▶ ABOUT THIS EXERCISE: From the entries, copy each line that includes "ArgMatches".

▶ RECORDS SHOWN:
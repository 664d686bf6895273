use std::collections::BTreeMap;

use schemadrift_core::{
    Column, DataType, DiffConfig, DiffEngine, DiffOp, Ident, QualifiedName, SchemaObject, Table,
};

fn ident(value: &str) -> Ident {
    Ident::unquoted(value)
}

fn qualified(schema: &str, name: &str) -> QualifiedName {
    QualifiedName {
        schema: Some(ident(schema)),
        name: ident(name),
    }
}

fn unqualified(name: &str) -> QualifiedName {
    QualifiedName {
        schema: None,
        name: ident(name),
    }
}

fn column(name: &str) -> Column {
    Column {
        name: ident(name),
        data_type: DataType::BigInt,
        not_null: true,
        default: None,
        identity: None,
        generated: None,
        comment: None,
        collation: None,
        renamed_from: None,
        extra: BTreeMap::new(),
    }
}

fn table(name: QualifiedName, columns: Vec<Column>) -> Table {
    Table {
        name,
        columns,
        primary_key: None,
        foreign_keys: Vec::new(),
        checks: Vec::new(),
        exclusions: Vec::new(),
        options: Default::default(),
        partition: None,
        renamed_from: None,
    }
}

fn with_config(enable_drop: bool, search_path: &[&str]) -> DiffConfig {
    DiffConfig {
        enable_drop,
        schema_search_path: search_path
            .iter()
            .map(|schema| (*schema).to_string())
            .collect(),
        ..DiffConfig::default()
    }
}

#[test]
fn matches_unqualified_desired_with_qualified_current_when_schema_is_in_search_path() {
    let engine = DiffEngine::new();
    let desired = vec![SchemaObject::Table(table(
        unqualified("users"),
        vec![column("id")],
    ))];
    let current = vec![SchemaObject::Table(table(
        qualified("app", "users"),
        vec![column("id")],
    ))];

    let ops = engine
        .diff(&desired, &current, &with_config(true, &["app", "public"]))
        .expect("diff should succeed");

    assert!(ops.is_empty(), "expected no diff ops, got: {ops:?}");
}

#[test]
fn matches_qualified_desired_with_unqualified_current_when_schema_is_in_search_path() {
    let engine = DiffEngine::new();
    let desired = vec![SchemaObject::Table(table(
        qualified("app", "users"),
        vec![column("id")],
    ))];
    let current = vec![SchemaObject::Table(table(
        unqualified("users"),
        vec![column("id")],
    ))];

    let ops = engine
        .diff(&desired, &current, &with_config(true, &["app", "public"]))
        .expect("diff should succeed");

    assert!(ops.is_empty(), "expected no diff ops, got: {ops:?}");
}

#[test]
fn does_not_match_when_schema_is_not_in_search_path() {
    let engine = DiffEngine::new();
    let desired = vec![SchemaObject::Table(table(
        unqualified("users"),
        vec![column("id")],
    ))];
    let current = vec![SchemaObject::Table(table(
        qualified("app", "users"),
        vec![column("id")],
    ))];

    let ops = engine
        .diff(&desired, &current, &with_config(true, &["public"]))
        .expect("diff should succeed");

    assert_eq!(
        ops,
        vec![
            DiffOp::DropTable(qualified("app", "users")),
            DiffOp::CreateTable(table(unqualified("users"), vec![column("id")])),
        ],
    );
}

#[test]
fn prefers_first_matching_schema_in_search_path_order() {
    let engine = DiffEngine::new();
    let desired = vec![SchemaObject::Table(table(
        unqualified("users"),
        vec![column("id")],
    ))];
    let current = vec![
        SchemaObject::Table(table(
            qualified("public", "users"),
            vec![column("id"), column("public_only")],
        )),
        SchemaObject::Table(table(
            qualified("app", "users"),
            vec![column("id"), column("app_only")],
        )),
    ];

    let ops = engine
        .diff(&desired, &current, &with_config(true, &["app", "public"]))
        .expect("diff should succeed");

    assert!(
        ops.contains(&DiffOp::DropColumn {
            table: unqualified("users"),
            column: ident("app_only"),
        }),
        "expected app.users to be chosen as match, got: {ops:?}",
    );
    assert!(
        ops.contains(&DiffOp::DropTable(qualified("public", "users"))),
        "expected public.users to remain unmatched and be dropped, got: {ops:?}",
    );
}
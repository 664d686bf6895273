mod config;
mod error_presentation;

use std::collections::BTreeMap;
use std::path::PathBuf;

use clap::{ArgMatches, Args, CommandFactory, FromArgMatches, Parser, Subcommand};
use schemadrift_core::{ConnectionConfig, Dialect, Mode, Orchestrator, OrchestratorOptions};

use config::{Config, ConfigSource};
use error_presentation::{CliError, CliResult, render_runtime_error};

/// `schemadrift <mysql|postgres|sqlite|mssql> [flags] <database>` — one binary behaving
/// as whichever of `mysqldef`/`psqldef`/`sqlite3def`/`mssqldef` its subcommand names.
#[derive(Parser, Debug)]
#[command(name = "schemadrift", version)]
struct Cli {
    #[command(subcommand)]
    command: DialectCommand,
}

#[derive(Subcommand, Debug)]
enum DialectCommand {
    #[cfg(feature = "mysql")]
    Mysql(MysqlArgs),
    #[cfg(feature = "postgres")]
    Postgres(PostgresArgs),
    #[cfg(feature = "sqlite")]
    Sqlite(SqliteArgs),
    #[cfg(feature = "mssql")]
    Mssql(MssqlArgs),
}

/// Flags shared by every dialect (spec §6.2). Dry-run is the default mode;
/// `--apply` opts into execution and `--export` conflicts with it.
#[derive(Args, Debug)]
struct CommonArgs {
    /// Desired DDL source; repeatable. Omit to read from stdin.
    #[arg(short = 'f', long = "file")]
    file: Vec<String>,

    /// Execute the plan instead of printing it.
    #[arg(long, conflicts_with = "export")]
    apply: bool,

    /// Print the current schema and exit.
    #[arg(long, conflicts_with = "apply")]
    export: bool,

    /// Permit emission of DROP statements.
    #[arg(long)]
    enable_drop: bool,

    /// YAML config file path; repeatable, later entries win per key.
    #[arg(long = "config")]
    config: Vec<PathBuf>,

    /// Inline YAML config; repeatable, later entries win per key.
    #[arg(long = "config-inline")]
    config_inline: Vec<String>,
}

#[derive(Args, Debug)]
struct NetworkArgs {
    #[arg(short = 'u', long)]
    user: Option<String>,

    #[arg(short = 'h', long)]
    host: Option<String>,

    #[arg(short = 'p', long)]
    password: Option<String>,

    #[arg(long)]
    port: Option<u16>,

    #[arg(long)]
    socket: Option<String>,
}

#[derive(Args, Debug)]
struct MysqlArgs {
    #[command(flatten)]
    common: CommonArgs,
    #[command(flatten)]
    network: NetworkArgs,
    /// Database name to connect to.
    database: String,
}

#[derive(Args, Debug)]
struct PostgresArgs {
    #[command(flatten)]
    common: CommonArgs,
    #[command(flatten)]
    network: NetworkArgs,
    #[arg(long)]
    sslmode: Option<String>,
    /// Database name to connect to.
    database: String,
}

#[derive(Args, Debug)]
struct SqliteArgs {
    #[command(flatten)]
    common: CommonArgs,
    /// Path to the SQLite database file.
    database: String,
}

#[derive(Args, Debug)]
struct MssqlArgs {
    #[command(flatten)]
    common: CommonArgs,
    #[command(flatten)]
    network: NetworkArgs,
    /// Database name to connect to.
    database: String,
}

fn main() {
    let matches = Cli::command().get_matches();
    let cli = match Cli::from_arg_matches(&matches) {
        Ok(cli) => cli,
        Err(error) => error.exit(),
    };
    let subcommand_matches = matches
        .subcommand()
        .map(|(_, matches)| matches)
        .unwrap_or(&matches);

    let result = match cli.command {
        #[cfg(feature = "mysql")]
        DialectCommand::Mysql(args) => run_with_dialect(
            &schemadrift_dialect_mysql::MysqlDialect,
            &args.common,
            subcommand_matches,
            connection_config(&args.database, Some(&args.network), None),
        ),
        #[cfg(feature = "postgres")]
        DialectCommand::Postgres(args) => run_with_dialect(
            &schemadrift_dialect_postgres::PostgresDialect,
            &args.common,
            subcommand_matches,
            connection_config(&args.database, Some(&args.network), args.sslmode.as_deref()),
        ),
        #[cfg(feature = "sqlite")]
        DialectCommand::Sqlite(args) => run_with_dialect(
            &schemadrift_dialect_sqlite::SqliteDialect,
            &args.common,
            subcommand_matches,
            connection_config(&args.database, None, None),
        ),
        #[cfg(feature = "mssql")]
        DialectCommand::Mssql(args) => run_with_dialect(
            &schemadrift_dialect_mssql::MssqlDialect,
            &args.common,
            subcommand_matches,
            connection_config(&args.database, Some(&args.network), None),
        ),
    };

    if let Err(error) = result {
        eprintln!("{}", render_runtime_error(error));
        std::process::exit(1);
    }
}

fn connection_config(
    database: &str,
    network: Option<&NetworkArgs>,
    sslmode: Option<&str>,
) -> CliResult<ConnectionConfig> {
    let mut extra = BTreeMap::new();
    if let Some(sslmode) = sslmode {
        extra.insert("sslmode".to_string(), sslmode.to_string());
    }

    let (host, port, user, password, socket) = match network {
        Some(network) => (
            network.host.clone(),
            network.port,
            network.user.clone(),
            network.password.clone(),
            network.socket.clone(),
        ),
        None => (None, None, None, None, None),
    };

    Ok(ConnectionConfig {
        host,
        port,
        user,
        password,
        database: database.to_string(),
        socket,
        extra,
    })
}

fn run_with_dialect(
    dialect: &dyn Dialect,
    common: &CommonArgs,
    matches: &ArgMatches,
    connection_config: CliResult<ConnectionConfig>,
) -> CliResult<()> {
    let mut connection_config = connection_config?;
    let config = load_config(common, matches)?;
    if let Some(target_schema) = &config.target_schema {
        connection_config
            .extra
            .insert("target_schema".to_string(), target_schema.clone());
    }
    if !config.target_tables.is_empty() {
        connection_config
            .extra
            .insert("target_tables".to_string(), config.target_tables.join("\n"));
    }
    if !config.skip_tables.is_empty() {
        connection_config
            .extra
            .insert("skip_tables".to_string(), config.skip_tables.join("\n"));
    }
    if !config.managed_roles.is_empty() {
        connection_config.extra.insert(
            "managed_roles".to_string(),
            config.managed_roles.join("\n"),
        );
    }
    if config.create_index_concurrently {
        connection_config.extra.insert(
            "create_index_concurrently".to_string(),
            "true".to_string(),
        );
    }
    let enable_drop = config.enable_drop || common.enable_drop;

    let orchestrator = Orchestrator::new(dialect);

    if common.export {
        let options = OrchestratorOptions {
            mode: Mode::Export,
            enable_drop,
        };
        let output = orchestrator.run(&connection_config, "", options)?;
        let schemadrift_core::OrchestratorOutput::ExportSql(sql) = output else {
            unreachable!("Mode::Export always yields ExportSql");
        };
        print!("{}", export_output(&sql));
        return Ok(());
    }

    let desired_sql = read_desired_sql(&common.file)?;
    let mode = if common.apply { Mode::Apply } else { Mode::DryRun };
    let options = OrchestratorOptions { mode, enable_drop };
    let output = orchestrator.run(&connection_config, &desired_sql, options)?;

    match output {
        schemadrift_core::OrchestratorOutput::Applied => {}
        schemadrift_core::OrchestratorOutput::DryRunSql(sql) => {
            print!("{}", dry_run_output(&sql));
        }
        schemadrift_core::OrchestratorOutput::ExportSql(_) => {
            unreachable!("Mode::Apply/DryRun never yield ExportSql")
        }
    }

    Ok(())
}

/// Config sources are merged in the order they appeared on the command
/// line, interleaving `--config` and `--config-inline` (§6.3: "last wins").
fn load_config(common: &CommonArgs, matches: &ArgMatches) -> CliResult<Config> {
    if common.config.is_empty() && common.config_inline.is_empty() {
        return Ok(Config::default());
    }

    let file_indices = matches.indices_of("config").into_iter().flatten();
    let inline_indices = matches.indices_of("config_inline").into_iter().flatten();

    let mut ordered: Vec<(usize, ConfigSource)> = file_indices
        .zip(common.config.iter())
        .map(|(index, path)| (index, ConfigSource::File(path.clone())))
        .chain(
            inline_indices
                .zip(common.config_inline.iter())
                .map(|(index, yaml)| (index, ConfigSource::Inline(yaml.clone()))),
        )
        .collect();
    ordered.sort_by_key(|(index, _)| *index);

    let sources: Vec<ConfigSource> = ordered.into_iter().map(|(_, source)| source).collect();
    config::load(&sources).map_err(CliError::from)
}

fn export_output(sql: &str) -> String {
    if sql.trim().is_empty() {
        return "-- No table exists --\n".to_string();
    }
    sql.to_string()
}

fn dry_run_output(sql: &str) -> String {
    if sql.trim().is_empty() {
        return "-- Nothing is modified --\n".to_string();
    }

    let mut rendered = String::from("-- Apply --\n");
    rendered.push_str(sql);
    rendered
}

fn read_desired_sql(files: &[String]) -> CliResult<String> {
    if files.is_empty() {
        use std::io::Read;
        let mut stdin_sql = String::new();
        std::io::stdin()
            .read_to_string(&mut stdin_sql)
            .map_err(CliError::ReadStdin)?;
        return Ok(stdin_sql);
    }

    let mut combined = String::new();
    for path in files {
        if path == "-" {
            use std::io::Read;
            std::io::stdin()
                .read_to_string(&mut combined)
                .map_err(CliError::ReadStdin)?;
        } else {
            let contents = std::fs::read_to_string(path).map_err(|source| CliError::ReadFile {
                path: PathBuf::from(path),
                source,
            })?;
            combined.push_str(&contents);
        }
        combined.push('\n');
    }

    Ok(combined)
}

▶ REPLY:
use clap::{ArgMatches, Args, CommandFactory, FromArgMatches, Parser, Subcommand};
    matches: &ArgMatches,
fn load_config(common: &CommonArgs, matches: &ArgMatches) -> CliResult<Config> {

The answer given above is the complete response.